DINNER EVERY NIGHT WITH HIS 80-YEAR-OLD MOTHER IN LONDON

Recalls Narasimhan: “I was in the middle of a move to the UK when the pandemic hit. I have my 80-year-old mother here in a small apartment, so I am hyper-careful about COVID-19 exposure. I consider it a blessing that I have the chance to have dinner with her every day, but some days have been taxing. She might choose to come in while I am on a board call and say, ‘You have to take out the rubbish.’ I remember I was on an investor call and she had a point of view that she was choosing to express right at that moment.”

Though he was CEO, during the pandemic, he had to deal with basic life necessities. He recalls having to deal with whether there was enough food in the refrigerator for his mother and himself.  During the company’s annual general meeting, at his apartment door was a delivery person from Tesco, the supermarket chain. “I went off screen and rushed to open the door and said ‘Just drop it where ever you can,’ and went back to the AGM. It’s very humanizing,” he remembered in an interview with CNBC.

Managing the company through that crisis shaped him. “You get much more reflective,” he told McKinsey. “This period has helped me understand what goes on inside the lives of the people who work for me.
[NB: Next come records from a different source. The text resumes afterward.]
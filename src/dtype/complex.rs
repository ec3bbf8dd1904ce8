//! Complex number types
//!
//! This module provides Complex64 and Complex128 types that are compatible
//! with bytemuck for zero-copy conversions and implement the Element trait.
//!
//! # Storage Format
//!
//! Complex numbers are stored in interleaved format (re, im, re, im...),
//! matching numpy, BLAS, and cuSPARSE conventions.

use bytemuck::{Pod, Zeroable};
use std::fmt;
use std::ops::{Add, Div, Mul, Neg, Sub};

/// Macro to implement a complex number type with all operations
///
/// This avoids code duplication between Complex64 and Complex128.
macro_rules! impl_complex {
    ($name:ident, $float:ty, $doc_bits:literal, $doc_float_bits:literal) => {
        #[doc = concat!($doc_bits, "-bit complex number with ", $doc_float_bits, "-bit real and imaginary parts")]
        ///
        #[doc = concat!("Memory layout: ", stringify!($float), " × 2, interleaved format.")]
        #[repr(C)]
        #[derive(Copy, Clone, Debug, Default, PartialEq, Pod, Zeroable)]
        pub struct $name {
            /// Real part
            pub re: $float,
            /// Imaginary part
            pub im: $float,
        }

        impl $name {
            /// Zero complex number
            pub const ZERO: Self = Self { re: 0.0, im: 0.0 };

            /// One (real unit)
            pub const ONE: Self = Self { re: 1.0, im: 0.0 };

            /// Imaginary unit i
            pub const I: Self = Self { re: 0.0, im: 1.0 };

            /// Create a new complex number
            #[inline]
            pub const fn new(re: $float, im: $float) -> Self {
                Self { re, im }
            }

            /// Magnitude (absolute value): |z| = sqrt(re² + im²)
            #[inline]
            pub fn magnitude(self) -> $float {
                (self.re * self.re + self.im * self.im).sqrt()
            }

            /// Squared magnitude: |z|² = re² + im²
            #[inline]
            pub fn magnitude_squared(self) -> $float {
                self.re * self.re + self.im * self.im
            }

            /// Complex conjugate: conj(a + bi) = a - bi
            #[inline]
            pub fn conj(self) -> Self {
                Self {
                    re: self.re,
                    im: -self.im,
                }
            }
        }

        impl Add for $name {
            type Output = Self;

            #[inline]
            fn add(self, rhs: Self) -> Self {
                Self {
                    re: self.re + rhs.re,
                    im: self.im + rhs.im,
                }
            }
        }

        impl Sub for $name {
            type Output = Self;

            #[inline]
            fn sub(self, rhs: Self) -> Self {
                Self {
                    re: self.re - rhs.re,
                    im: self.im - rhs.im,
                }
            }
        }

        impl Mul for $name {
            type Output = Self;

            #[inline]
            fn mul(self, rhs: Self) -> Self {
                Self {
                    re: self.re * rhs.re - self.im * rhs.im,
                    im: self.re * rhs.im + self.im * rhs.re,
                }
            }
        }

        impl Div for $name {
            type Output = Self;

            #[inline]
            fn div(self, rhs: Self) -> Self {
                let denom = rhs.magnitude_squared();
                Self {
                    re: (self.re * rhs.re + self.im * rhs.im) / denom,
                    im: (self.im * rhs.re - self.re * rhs.im) / denom,
                }
            }
        }

        impl Neg for $name {
            type Output = Self;

            #[inline]
            fn neg(self) -> Self {
                Self {
                    re: -self.re,
                    im: -self.im,
                }
            }
        }

        /// Complex numbers are ordered by magnitude
        impl PartialOrd for $name {
            #[inline]
            fn partial_cmp(&self, other: &Self) -> Option<std::cmp::Ordering> {
                self.magnitude_squared()
                    .partial_cmp(&other.magnitude_squared())
            }
        }

        impl fmt::Display for $name {
            fn fmt(&self, f: &mut fmt::Formatter<'_>) -> fmt::Result {
                if self.im >= 0.0 {
                    write!(f, "{}+{}i", self.re, self.im)
                } else {
                    write!(f, "{}{}i", self.re, self.im)
                }
            }
        }
    };
}

impl_complex!(Complex64, f32, "64", "32");
impl_complex!(Complex128, f64, "128", "64");

#[cfg(test)]
mod tests {
    use super::*;

    #[test]
    fn test_complex_arithmetic() {
        let a = Complex64::new(1.0, 2.0);
        let b = Complex64::new(3.0, -1.0);

        let sum = a + b;
        assert_eq!(sum, Complex64::new(4.0, 1.0));

        // (1+2i)(3-i) = 3 - i + 6i - 2i² = 5 + 5i
        let prod = a * b;
        assert_eq!(prod, Complex64::new(5.0, 5.0));

        let quot = prod / b;
        assert!((quot.re - a.re).abs() < 1e-6);
        assert!((quot.im - a.im).abs() < 1e-6);
    }

    #[test]
    fn test_complex_magnitude() {
        let z = Complex128::new(3.0, 4.0);
        assert_eq!(z.magnitude(), 5.0);
        assert_eq!(z.conj(), Complex128::new(3.0, -4.0));
    }

    #[test]
    fn test_complex_ordering() {
        let small = Complex64::new(1.0, 0.0);
        let large = Complex64::new(0.0, 2.0);
        assert!(small < large);
    }
}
We have a thing where we open up the camera. I do these ‘Zoom-ins’ with young talent and I turn the camera around so they are virtually sitting in my living room, and they love that. In this way, I have been in people’s homes in Saudi Arabia and Pakistan and Brazil, where I have never been in person, and they take me around the house and introduce me to their families. Understanding what they are going through has been helpful.”

‘FIRST AND FOREMOST, HE IS A TRUE SERVANT LEADER’

Though he only had the top job at Reckitt for three years, he has been widely praised for putting the company on a firmer footing. He wasted little time in cutting costs and selling underperforming divisions, while also smartly investing in the company’s supply chains and product research. The upshot: Reckitt has turned in four straight quarters of organic revenue above expectations, and in July, the company raised its revenue outlook for this year.

Now, he will take on Starbucks. “We were looking for somebody that was a true servant leader that had a deep sense of humility,” Schultz revealed in an interview with The New York Times. “Laxman first and foremost is a true servant leader.”

Narasimhan joins a growing list of Indian-origin CEOs taking charge of major U.S. companies. In addition to Nadella at Microsoft and Pichai at Alphabet, there’s also IBM CEO Arvind Krishna, Adobe CEO and Berkeley Haas MBA Shantanu Narayen, and Twitter CEO Parag Agrawal.

Last year, cosmetics giant Chanel had appointed Leena Nair, former top HR executive at Unilever, as its global CEO. In 2020 shoemaker Bata had appointed its Indian head Sandeep Kataria as its global CEO. Earlier in 2018, Vasant Narasimhan was appointed as the CEO of Novartis. Other Indian origin executives who have headed global firms include Ajay Banga who was the CEO of MasterCard for over a decade till early last year and Nooyi who stepped down as the CEO of PepsiCo in 2018.

“What was initially a trickle of water has turned into a Tsunami,” observes Anand Mahindra, chairman of the Mahindra Group. “The appointment of Indian-origin CEOs at the world’s most iconic companies is now an unstoppable trend. International boardrooms consider them to be almost safe leadership bets,” he said.